October 7, 2012
On Why We Take
From
“the entitlees”
The maimed, weak, the blurry or blind.
None of us wanted to end up in whatever our situations are. None of us wished for the cushy life of crippleddom. And if any one wants to trade their abilities for a roll up easy street, I’ll sell you my not so perfect passage for a food stamp.
We hate being “on disability” as much as we deeply appreciate it.
So, to you, who feel protected, invested and saved, here’s some flashfact:
Other than that 1% cherry at the top of the sundae best, there’s not much to really hold on to when the heat’s on. The health coverage you think you have through your job may be terrific .. But if you get sick, you will lose that job, and that insurance, and that money. It doesn’t take long.
We the “collectors” mostly collect a lot of excess aggravation and bullshit for whatever puny or punitive pittance we’re collecting from something we did in the past.

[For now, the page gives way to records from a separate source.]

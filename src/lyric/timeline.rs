use serde::{Deserialize, Serialize};

// @module: Shared timeline data model

/// A single word-level timing fragment inside a display line.
///
/// Fragments are owned by their parent line and immutable once produced.
/// The `flag` value is a stress/emphasis marker carried through verbatim;
/// this crate assigns it no meaning.
#[derive(Debug, Clone, PartialEq, Eq, Serialize, Deserialize)]
#[serde(rename_all = "camelCase")]
pub struct WordFragment {
    // @field: Start time in ms
    pub time: u64,

    // @field: Highlight duration in ms
    pub duration: u64,

    // @field: Opaque stress/emphasis marker
    pub flag: u32,

    // @field: Fragment text, spacing included
    pub text: String,
}

/// One display line of the merged timeline.
///
/// A full song's lyric is an ordered sequence of these, sorted by `time`
/// ascending. Overlay fields that were never attached are omitted from the
/// serialized JSON.
#[derive(Debug, Clone, Default, PartialEq, Serialize, Deserialize)]
#[serde(rename_all = "camelCase")]
pub struct LyricLine {
    /// Start time in milliseconds
    pub time: u64,

    /// On-screen duration in milliseconds
    pub duration: u64,

    /// Original lyric text (empty for synthesized silence lines)
    pub original_text: String,

    /// Translation overlay, when one matched this line
    #[serde(skip_serializing_if = "Option::is_none")]
    pub translated_text: Option<String>,

    /// Romanization overlay, when one matched this line
    #[serde(skip_serializing_if = "Option::is_none")]
    pub romanized_text: Option<String>,

    /// Word-track line start time. Kept separately from `time` because the
    /// merge step may reinterpret `time` while this stays authoritative for
    /// the word highlight track.
    #[serde(skip_serializing_if = "Option::is_none")]
    pub dynamic_time: Option<u64>,

    /// Word-level timing fragments, present on dynamic-track lines
    #[serde(skip_serializing_if = "Option::is_none")]
    pub fragments: Option<Vec<WordFragment>>,
}

impl LyricLine {
    /// Creates a plain line with no duration assigned yet.
    pub fn plain(time: u64, text: String) -> Self {
        LyricLine {
            time,
            original_text: text,
            ..Default::default()
        }
    }

    /// Creates a synthesized blank line covering a silent span.
    pub fn blank(time: u64, duration: u64) -> Self {
        LyricLine {
            time,
            duration,
            ..Default::default()
        }
    }

    /// Whether the line carries no visible text.
    pub fn is_blank(&self) -> bool {
        self.original_text.trim().is_empty()
    }

    /// End of the line's sung span. The word-track start time takes
    /// precedence over `time` when present.
    pub fn end_time(&self) -> u64 {
        self.dynamic_time.unwrap_or(self.time) + self.duration
    }
}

Because we, the entitlees, had past lives: we were pre-existing before our conditions. We were the soldiers, sisters, brothers, sweetest aunts and favorite uncles who got fucked up by something (disease, war, accident, or birth). Whatever funds we once had, we now don’t. We truly are grateful to be getting a few hundred bucks to live on. And we are very indebted to George W Bush for getting Medicare to pay for drugs and medication.
But you know: you who rarely have to wait and never are denied. You know you don’t want to be us: always pissing across the tide and begging for what’s right and what was promised: always in the long and always wrong line.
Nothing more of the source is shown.